Collected data entries:
......

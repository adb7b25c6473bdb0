//! Persisted artifact checksums (`<artifact>.stamp.json`).

use std::ffi::OsString;
use std::fs;
use std::io::{self, Write};
use std::path::{Path, PathBuf};

use tracing::{debug, warn};

use crate::checksum::FileTreeChecksum;
use crate::error::{BuildError, BuildResult};

/// Suffix appended to an artifact's file name to form its stamp path.
pub const STAMP_SUFFIX: &str = ".stamp.json";

/// Stamp sidecar path for `artifact`.
#[must_use]
pub fn stamp_path(artifact: &Path) -> PathBuf {
    let mut name = artifact
        .file_name()
        .map_or_else(OsString::new, ToOwned::to_owned);
    name.push(STAMP_SUFFIX);
    artifact.with_file_name(name)
}

/// Checksum recorded when `artifact` was last written.
///
/// A missing artifact or stamp reads as [`FileTreeChecksum::ZERO`], which marks
/// the artifact stale. An unreadable stamp is logged and read the same way.
#[must_use]
pub fn read_stamp(artifact: &Path) -> FileTreeChecksum {
    if !artifact.is_file() {
        return FileTreeChecksum::ZERO;
    }
    let path = stamp_path(artifact);
    let raw = match fs::read(&path) {
        Ok(raw) => raw,
        Err(err) if err.kind() == io::ErrorKind::NotFound => {
            debug!(artifact = %artifact.display(), "artifact has no stamp");
            return FileTreeChecksum::ZERO;
        }
        Err(err) => {
            warn!(stamp = %path.display(), error = %err, "failed to read artifact stamp");
            return FileTreeChecksum::ZERO;
        }
    };
    match serde_json::from_slice(&raw) {
        Ok(checksum) => checksum,
        Err(err) => {
            warn!(stamp = %path.display(), error = %err, "ignoring malformed artifact stamp");
            FileTreeChecksum::ZERO
        }
    }
}

/// Record `checksum` next to `artifact`, replacing any previous stamp atomically.
///
/// # Errors
///
/// Returns [`BuildError::Io`] when the stamp cannot be written and
/// [`BuildError::Stamp`] when it cannot be encoded.
pub fn write_stamp(artifact: &Path, checksum: &FileTreeChecksum) -> BuildResult<()> {
    let path = stamp_path(artifact);
    let dir = path
        .parent()
        .filter(|parent| !parent.as_os_str().is_empty())
        .unwrap_or_else(|| Path::new("."));
    fs::create_dir_all(dir).map_err(|err| BuildError::io("stamp.create_dir", dir, err))?;

    let mut temp = tempfile::NamedTempFile::new_in(dir)
        .map_err(|err| BuildError::io("stamp.tempfile", dir, err))?;
    serde_json::to_writer(&mut temp, checksum).map_err(|source| BuildError::Stamp {
        path: path.clone(),
        source,
    })?;
    temp.flush()
        .map_err(|err| BuildError::io("stamp.flush", &path, err))?;
    temp.persist(&path)
        .map_err(|err| BuildError::io("stamp.persist", &path, err.error))?;
    debug!(stamp = %path.display(), files = checksum.file_count, "wrote artifact stamp");
    Ok(())
}
use kiln_config::{
    ConfigError, ResourceKind, SubtaskSpec, load_app_manifest, load_project, load_task,
};
use kiln_test_support::{temp_workspace, write_file};

#[test]
fn project_file_round_trips_through_loader() -> anyhow::Result<()> {
    let dir = temp_workspace()?;
    let path = write_file(
        dir.path(),
        "project.json",
        r#"{
            "roots": {"res_root": "/work/apps-res", "src_root": "/work/apps-src"},
            "telemetry": {"log_level": "debug", "log_format": "json"},
            "tasks": [
                {
                    "name": "new_app",
                    "subtasks": [
                        {
                            "type": "copy",
                            "id": "res",
                            "src_alias": "res",
                            "dst_alias": "app_res",
                            "resources": [
                                {"type": "dir", "name": "data/core"},
                                {"type": "files", "name": "app-<new_>"}
                            ]
                        },
                        {
                            "type": "rename",
                            "id": "sln",
                            "base_path_alias": "app_src2",
                            "resources": [
                                {"type": "file", "name": "projectfiles/vc/studio.sln", "custom": "projectfiles/vc/<new_>.sln"}
                            ]
                        }
                    ]
                }
            ]
        }"#,
    )?;

    let project = load_project(&path)?;
    assert_eq!(project.telemetry.log_level, "debug");
    let task = project.task("new_app").expect("task declared");
    assert_eq!(task.subtasks.len(), 2);
    assert!(matches!(task.subtasks[1], SubtaskSpec::Rename { .. }));
    assert_eq!(task.subtasks[0].resources()[1].kind, ResourceKind::Files);
    assert!(project.task("missing").is_none());
    Ok(())
}

#[test]
fn invalid_task_file_is_rejected_with_field_context() -> anyhow::Result<()> {
    let dir = temp_workspace()?;
    let path = write_file(
        dir.path(),
        "task.json",
        r#"{
            "name": "cleanup",
            "subtasks": [
                {"type": "remove", "id": "rm", "obj_alias": "app_res", "resources": [
                    {"type": "dir", "name": "../outside"}
                ]}
            ]
        }"#,
    )?;

    let err = load_task(&path).expect_err("escaping path must be rejected");
    match err {
        ConfigError::InvalidField {
            section,
            field,
            value,
            ..
        } => {
            assert_eq!(section, "task.cleanup.rm");
            assert_eq!(field, "name");
            assert_eq!(value.as_deref(), Some("../outside"));
        }
        other => panic!("unexpected error: {other:?}"),
    }
    Ok(())
}

#[test]
fn app_manifest_loads_optional_macros() -> anyhow::Result<()> {
    let dir = temp_workspace()?;
    let path = write_file(
        dir.path(),
        "app-kingdom/bin.json",
        r#"{"path": "data/app-kingdom", "scenarios": ["campaign", "tutorial"]}"#,
    )?;

    let manifest = load_app_manifest(&path)?;
    assert!(manifest.macros.is_none());
    assert_eq!(manifest.scenarios, vec!["campaign", "tutorial"]);
    Ok(())
}
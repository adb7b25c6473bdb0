//! Prometheus-backed metrics registry and snapshot helpers.
//!
//! # Design
//! - Encapsulates collector registration to keep the public API small.
//! - Exposes the counters relevant to provisioning tasks and artifact builds.

use std::sync::Arc;

use anyhow::{Context, Result};
use prometheus::{Encoder, IntCounterVec, IntGauge, Opts, Registry, TextEncoder};
use serde::Serialize;

/// Prometheus-backed metrics registry shared across services.
#[derive(Clone)]
pub struct Metrics {
    inner: Arc<MetricsInner>,
}

struct MetricsInner {
    registry: Registry,
    task_runs_total: IntCounterVec,
    task_outcomes_total: IntCounterVec,
    subtasks_total: IntCounterVec,
    rollbacks_total: IntCounterVec,
    build_items_total: IntCounterVec,
    build_pending_items: IntGauge,
}

/// Snapshot of selected gauges and counters for reporting.
#[derive(Debug, Clone, Serialize)]
pub struct MetricsSnapshot {
    /// Task runs that finished successfully.
    pub tasks_succeeded: u64,
    /// Task runs that failed (with or without a clean rollback).
    pub tasks_failed: u64,
    /// Rollback steps that could not undo their subtask.
    pub rollbacks_failed: u64,
    /// Artifacts rebuilt successfully.
    pub build_items_succeeded: u64,
    /// Artifacts whose regeneration failed.
    pub build_items_failed: u64,
    /// Artifacts still waiting for the build worker.
    pub build_pending_items: i64,
}

impl Metrics {
    /// Construct a new metrics registry with the standard collectors registered.
    ///
    /// # Errors
    ///
    /// Returns an error if any of the Prometheus collectors cannot be
    /// registered.
    pub fn new() -> Result<Self> {
        let registry = Registry::new();

        let task_runs_total = IntCounterVec::new(
            Opts::new("task_runs_total", "Provisioning task runs by outcome"),
            &["task", "status"],
        )?;
        let task_outcomes_total = IntCounterVec::new(
            Opts::new("task_outcomes_total", "Provisioning task outcomes across all tasks"),
            &["status"],
        )?;
        let subtasks_total = IntCounterVec::new(
            Opts::new("subtasks_total", "Subtasks executed by kind and status"),
            &["kind", "status"],
        )?;
        let rollbacks_total = IntCounterVec::new(
            Opts::new("rollbacks_total", "Subtask rollbacks by outcome"),
            &["outcome"],
        )?;
        let build_items_total = IntCounterVec::new(
            Opts::new("build_items_total", "Artifact regenerations by status"),
            &["status"],
        )?;
        let build_pending_items = IntGauge::with_opts(Opts::new(
            "build_pending_items",
            "Stale artifacts not yet regenerated",
        ))?;

        registry.register(Box::new(task_runs_total.clone()))?;
        registry.register(Box::new(task_outcomes_total.clone()))?;
        registry.register(Box::new(subtasks_total.clone()))?;
        registry.register(Box::new(rollbacks_total.clone()))?;
        registry.register(Box::new(build_items_total.clone()))?;
        registry.register(Box::new(build_pending_items.clone()))?;

        Ok(Self {
            inner: Arc::new(MetricsInner {
                registry,
                task_runs_total,
                task_outcomes_total,
                subtasks_total,
                rollbacks_total,
                build_items_total,
                build_pending_items,
            }),
        })
    }

    /// Record the outcome of a task run.
    pub fn inc_task_run(&self, task: &str, status: &str) {
        self.inner
            .task_runs_total
            .with_label_values(&[task, status])
            .inc();
        self.inner
            .task_outcomes_total
            .with_label_values(&[status])
            .inc();
    }

    /// Record a subtask state transition.
    pub fn inc_subtask(&self, kind: &str, status: &str) {
        self.inner
            .subtasks_total
            .with_label_values(&[kind, status])
            .inc();
    }

    /// Record the outcome of a subtask rollback.
    pub fn inc_rollback(&self, outcome: &str) {
        self.inner
            .rollbacks_total
            .with_label_values(&[outcome])
            .inc();
    }

    /// Record the outcome of one artifact regeneration.
    pub fn inc_build_item(&self, status: &str) {
        self.inner
            .build_items_total
            .with_label_values(&[status])
            .inc();
    }

    /// Update the number of artifacts still queued for regeneration.
    pub fn set_build_pending(&self, pending: i64) {
        self.inner.build_pending_items.set(pending);
    }

    /// Render the registry in Prometheus text exposition format.
    ///
    /// # Errors
    ///
    /// Returns an error if the metrics cannot be encoded as UTF-8 text.
    pub fn render(&self) -> Result<String> {
        let encoder = TextEncoder::new();
        let metric_families = self.inner.registry.gather();
        let mut buffer = Vec::new();
        encoder
            .encode(&metric_families, &mut buffer)
            .context("failed to encode metrics")?;
        String::from_utf8(buffer).context("metrics output was not valid utf-8")
    }

    /// Capture a snapshot of the counters used in summaries.
    #[must_use]
    pub fn snapshot(&self) -> MetricsSnapshot {
        MetricsSnapshot {
            tasks_succeeded: self
                .inner
                .task_outcomes_total
                .with_label_values(&["succeeded"])
                .get(),
            tasks_failed: self
                .inner
                .task_outcomes_total
                .with_label_values(&["failed"])
                .get(),
            rollbacks_failed: self
                .inner
                .rollbacks_total
                .with_label_values(&["failed"])
                .get(),
            build_items_succeeded: self
                .inner
                .build_items_total
                .with_label_values(&["succeeded"])
                .get(),
            build_items_failed: self
                .inner
                .build_items_total
                .with_label_values(&["failed"])
                .get(),
            build_pending_items: self.inner.build_pending_items.get(),
        }
    }
}
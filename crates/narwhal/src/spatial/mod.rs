//! Spatial acceleration structures for the force simulation.

mod quadtree;

pub use quadtree::{Body, EPSILON, QuadTree, pair_force};
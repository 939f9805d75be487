use super::{ForceSolver, TickStats, body_of, integrate};
use crate::graph::{Node, Spring};
use crate::options::PhysicsOptions;
use crate::spatial::QuadTree;

/// Default solver: repulsion through a quadtree rebuilt every tick.
#[derive(Debug, Clone, Default)]
pub struct ForceSimulator {
    tree: QuadTree,
    bodies: Vec<usize>,
}

impl ForceSimulator {
    pub fn new() -> Self {
        Self::default()
    }
}

impl ForceSolver for ForceSimulator {
    fn tick(
        &mut self,
        nodes: &mut [Node],
        springs: &[Spring],
        options: &PhysicsOptions,
        dt: f64,
    ) -> TickStats {
        self.bodies.clear();
        self.bodies
            .extend((0..nodes.len()).filter(|&i| !nodes[i].is_compound()));
        self.tree.build(self.bodies.iter().map(|&i| body_of(&nodes[i])));

        let tree = &self.tree;
        let theta = options.barnes_hut_theta;
        integrate(nodes, springs, options, dt, &self.bodies, |k| {
            tree.apply_repulsion(k, options, theta)
        })
    }
}
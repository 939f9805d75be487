//! Coordinate transforms applied by the Transform phase.
//!
//! A transform reorients the free part of the layout around its centroid. Fixed nodes keep
//! their coordinates, and compound bounds are rebuilt from the moved leaves afterwards.

use serde::{Deserialize, Serialize};

use crate::graph::GraphModel;

#[derive(Debug, Clone, Copy, PartialEq, Eq, Default, Serialize, Deserialize)]
#[serde(rename_all = "camelCase")]
pub enum CoordinateTransform {
    #[default]
    Identity,
    /// Mirror across the vertical axis through the centroid.
    FlipHorizontal,
    /// Mirror across the horizontal axis through the centroid.
    FlipVertical,
    /// Swap the x and y offsets.
    Transpose,
    /// Quarter turn, counter-clockwise in a y-up frame.
    Rotate90,
}

impl CoordinateTransform {
    pub fn is_identity(self) -> bool {
        self == Self::Identity
    }

    /// Maps an offset from the centroid.
    pub fn map(self, dx: f64, dy: f64) -> (f64, f64) {
        match self {
            Self::Identity => (dx, dy),
            Self::FlipHorizontal => (-dx, dy),
            Self::FlipVertical => (dx, -dy),
            Self::Transpose => (dy, dx),
            Self::Rotate90 => (-dy, dx),
        }
    }

    /// Applies the transform to every free leaf. Returns how many nodes moved.
    pub fn apply(self, graph: &mut GraphModel) -> usize {
        if self.is_identity() {
            return 0;
        }
        let free: Vec<usize> = graph
            .leaf_slots()
            .into_iter()
            .filter(|&i| !graph.nodes()[i].is_fixed())
            .collect();
        let Some(center) = graph.centroid_of(&free) else {
            return 0;
        };

        let nodes = graph.nodes_mut();
        for &i in &free {
            let n = &mut nodes[i];
            let (dx, dy) = self.map(n.x - center.x, n.y - center.y);
            n.x = center.x + dx;
            n.y = center.y + dy;
            n.reset_motion();
        }
        graph.update_all_bounds();
        free.len()
    }
}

......

WORK REQUIRED: Among the records above, repeat exactly the line with "Fixed nodes keep", the line with "from the centroid.", and every line in between, and only those.

RESULT OF THIS EXERCISE:
//! A transform reorients the free part of the layout around its centroid. Fixed nodes keep
//! their coordinates, and compound bounds are rebuilt from the moved leaves afterwards.

use serde::{Deserialize, Serialize};

use crate::graph::GraphModel;

#[derive(Debug, Clone, Copy, PartialEq, Eq, Default, Serialize, Deserialize)]
#[serde(rename_all = "camelCase")]
pub enum CoordinateTransform {
    #[default]
    Identity,
    /// Mirror across the vertical axis through the centroid.
    FlipHorizontal,
    /// Mirror across the horizontal axis through the centroid.
    FlipVertical,
    /// Swap the x and y offsets.
    Transpose,
    /// Quarter turn, counter-clockwise in a y-up frame.
    Rotate90,
}

impl CoordinateTransform {
    pub fn is_identity(self) -> bool {
        self == Self::Identity
    }

    /// Maps an offset from the centroid.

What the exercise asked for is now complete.